Oh I can relate to the work thing.  I work days now, but that's not set in stone.  When I worked 4-12, it was damn near impossible to get any serious training in.  I relied a lot on private lessons during that time.  My suggestion given your situation, would be to check out a few places, and see if anything interests you.  Perhaps you could do a mat fee/pay per class or some privates.  

As for the sparring...that'll probably differ from school to school.  The Kenpo schools that I've been a part of, haven't done any heavy contact during sparring.  I can say the opposite is the norm where I'm currently training.


----------



## Koshiki (Sep 25, 2013)

Hmm, Ok. Thanks for the responses, guys! There's an MMA gym about 30 minutes away. Probably be a hekkuvvalotta fun to go play with them, if they do open mat type stuff. I think I found my "gem" in my first school, and I still go to class there, and cover class when needed. Just not enough.

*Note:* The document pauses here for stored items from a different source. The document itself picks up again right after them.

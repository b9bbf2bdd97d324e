use drapery::{ClothSimulation, SphereCollider, StepStats, Vec3};
use wasm_bindgen::prelude::*;

// ---- Cloth Demo ----

/// Cloth hanging from its top edge with a sphere circling through it.
#[wasm_bindgen]
pub struct ClothDemo {
    cloth: ClothSimulation<f32>,
    sphere_radius: f32,
    orbit_radius: f32,
    sphere: Option<Vec3<f32>>,
    stats: StepStats,
}

#[wasm_bindgen]
impl ClothDemo {
    #[wasm_bindgen(constructor)]
    pub fn new(nx: usize, ny: usize, size: f32) -> Self {
        ClothDemo {
            cloth: ClothSimulation::new(nx, ny, size),
            sphere_radius: 0.1,
            orbit_radius: 0.2,
            sphere: Some(Vec3::new(0.0, 0.0, 0.0)),
            stats: StepStats::default(),
        }
    }

    /// Advance one fixed step against the sphere's current position, then
    /// move the sphere along its orbit for time `t` in seconds.
    pub fn update(&mut self, t: f32) {
        let collider = self.sphere.map(|c| SphereCollider::new(c, self.sphere_radius));
        self.cloth.step_observed(collider, &mut self.stats);
        if self.sphere.is_some() {
            self.sphere = Some(Vec3::new(
                self.orbit_radius * t.sin(),
                0.0,
                self.orbit_radius * t.cos(),
            ));
        }
    }

    pub fn set_sphere_enabled(&mut self, enabled: bool) {
        self.sphere = if enabled { Some(Vec3::new(0.0, 0.0, 0.0)) } else { None };
    }

    pub fn set_sphere_radius(&mut self, radius: f32) {
        self.sphere_radius = radius;
    }

    /// Returns flat [x0, y0, z0, x1, ...] in row-major order
    pub fn positions(&self) -> Vec<f32> {
        self.cloth.positions_flat()
    }

    /// Fills a vertex buffer in place; throws if its length is wrong.
    pub fn write_positions(&self, out: &mut [f32]) -> Result<(), JsError> {
        self.cloth.write_positions(out).map_err(|e| JsError::new(&e.to_string()))
    }

    /// Returns [x, y, z, radius] of the sphere, or an empty array when disabled.
    pub fn sphere(&self) -> Vec<f32> {
        match self.sphere {
            Some(c) => vec![c.x, c.y, c.z, self.sphere_radius],
            None => Vec::new(),
        }
    }

    pub fn contacts(&self) -> usize {
        self.stats.contacts()
    }

    pub fn particle_count(&self) -> usize {
        self.cloth.particle_count()
    }
}
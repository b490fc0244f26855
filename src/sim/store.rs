//! Enemy entity store
//!
//! One flat `f32` buffer, `STRIDE` fields per enemy slot. Slots are
//! allocated once for the maximum population and reused in place on
//! respawn, so a slot index is a stable entity id for the grid.

/// Fields per enemy record
pub const STRIDE: usize = 17;

/// Field offsets within an enemy record
pub mod field {
    pub const X: usize = 0;
    pub const Y: usize = 1;
    /// Reserved, not driven by the AI
    pub const VX: usize = 2;
    pub const VY: usize = 3;
    pub const ROTATION: usize = 4;
    /// Walk animation frame (fractional)
    pub const FRAME: usize = 5;
    pub const SPEED: usize = 6;
    pub const LOOK: usize = 7;
    /// `<= 0` means dead
    pub const HEALTH: usize = 8;
    /// 0 = not dying, > 0 = death frames elapsed
    pub const DEATH: usize = 9;
    /// 0 = idle, > 0 = charging, value is the attack frame
    pub const ATTACK: usize = 10;
    pub const TYPE: usize = 11;
    pub const TIER: usize = 12;
    pub const CHARGE_DX: usize = 13;
    pub const CHARGE_DY: usize = 14;
    pub const CHARGE_SX: usize = 15;
    pub const CHARGE_SY: usize = 16;
}

/// Death progress written on the killing blow
pub const DEATH_START: f32 = 0.001;

/// Fixed-capacity enemy record buffer
#[derive(Debug, Clone)]
pub struct EnemyStore {
    data: Vec<f32>,
    capacity: usize,
}

impl EnemyStore {
    pub fn new(capacity: usize) -> Self {
        Self {
            data: vec![0.0; capacity * STRIDE],
            capacity,
        }
    }

    pub fn capacity(&self) -> usize {
        self.capacity
    }

    #[inline]
    pub fn get(&self, index: usize, field: usize) -> f32 {
        self.data[index * STRIDE + field]
    }

    #[inline]
    pub fn set(&mut self, index: usize, field: usize, value: f32) {
        self.data[index * STRIDE + field] = value;
    }

    #[inline]
    pub fn add(&mut self, index: usize, field: usize, delta: f32) {
        self.data[index * STRIDE + field] += delta;
    }

    /// Full record for a slot
    #[inline]
    pub fn record(&self, index: usize) -> &[f32] {
        let start = index * STRIDE;
        &self.data[start..start + STRIDE]
    }

    #[inline]
    pub fn record_mut(&mut self, index: usize) -> &mut [f32] {
        let start = index * STRIDE;
        &mut self.data[start..start + STRIDE]
    }

    #[inline]
    pub fn position(&self, index: usize) -> (f32, f32) {
        let base = index * STRIDE;
        (self.data[base + field::X], self.data[base + field::Y])
    }

    #[inline]
    pub fn health(&self, index: usize) -> f32 {
        self.get(index, field::HEALTH)
    }

    /// Alive and targetable
    #[inline]
    pub fn is_alive(&self, index: usize) -> bool {
        self.get(index, field::HEALTH) > 0.0
    }

    /// Alive or playing its death animation (indexed by the grid)
    #[inline]
    pub fn is_live(&self, index: usize) -> bool {
        self.get(index, field::HEALTH) > 0.0 || self.get(index, field::DEATH) > 0.0
    }

    #[inline]
    pub fn is_charging(&self, index: usize) -> bool {
        self.get(index, field::ATTACK) > 0.0
    }

    #[inline]
    pub fn type_index(&self, index: usize) -> usize {
        self.get(index, field::TYPE) as usize
    }

    #[inline]
    pub fn tier(&self, index: usize) -> usize {
        self.get(index, field::TIER) as usize
    }

    /// Zero every record
    pub fn clear(&mut self) {
        self.data.fill(0.0);
    }

    /// Records `0..count` as one flat slice
    pub fn as_slice(&self, count: usize) -> &[f32] {
        &self.data[..count.min(self.capacity) * STRIDE]
    }

    /// Records `0..count` as raw bytes for renderer upload
    pub fn as_bytes(&self, count: usize) -> &[u8] {
        bytemuck::cast_slice(self.as_slice(count))
    }
}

The Kenpo school here actually seems pretty decent. I'm trying to view it more as martial game than martial art. That said, the very gentle, laid back, not especially detail oriented nature of this school seems to be luring my girlfriend into the action, potentially, which is a very surprising recent development! She was very uncomfortable with the slightly more vigorous, in depth nature of my primary school. (Everyone is very accepting of whatever your comfort limits might be, but she was, nevertheless, uncomfortable with making any sort of contact, or even just miming, really.) The one-step type stuff here is far enough from realistic looking fighting that she seems intrigued. Anyway, if going to a less than ideal school for me can get her foot in the door, I'm willing to suck it up and hang around. Besides, tag sparring is a pretty fun game. Also, it's kind of fun to be IN the class, rather than in front of it.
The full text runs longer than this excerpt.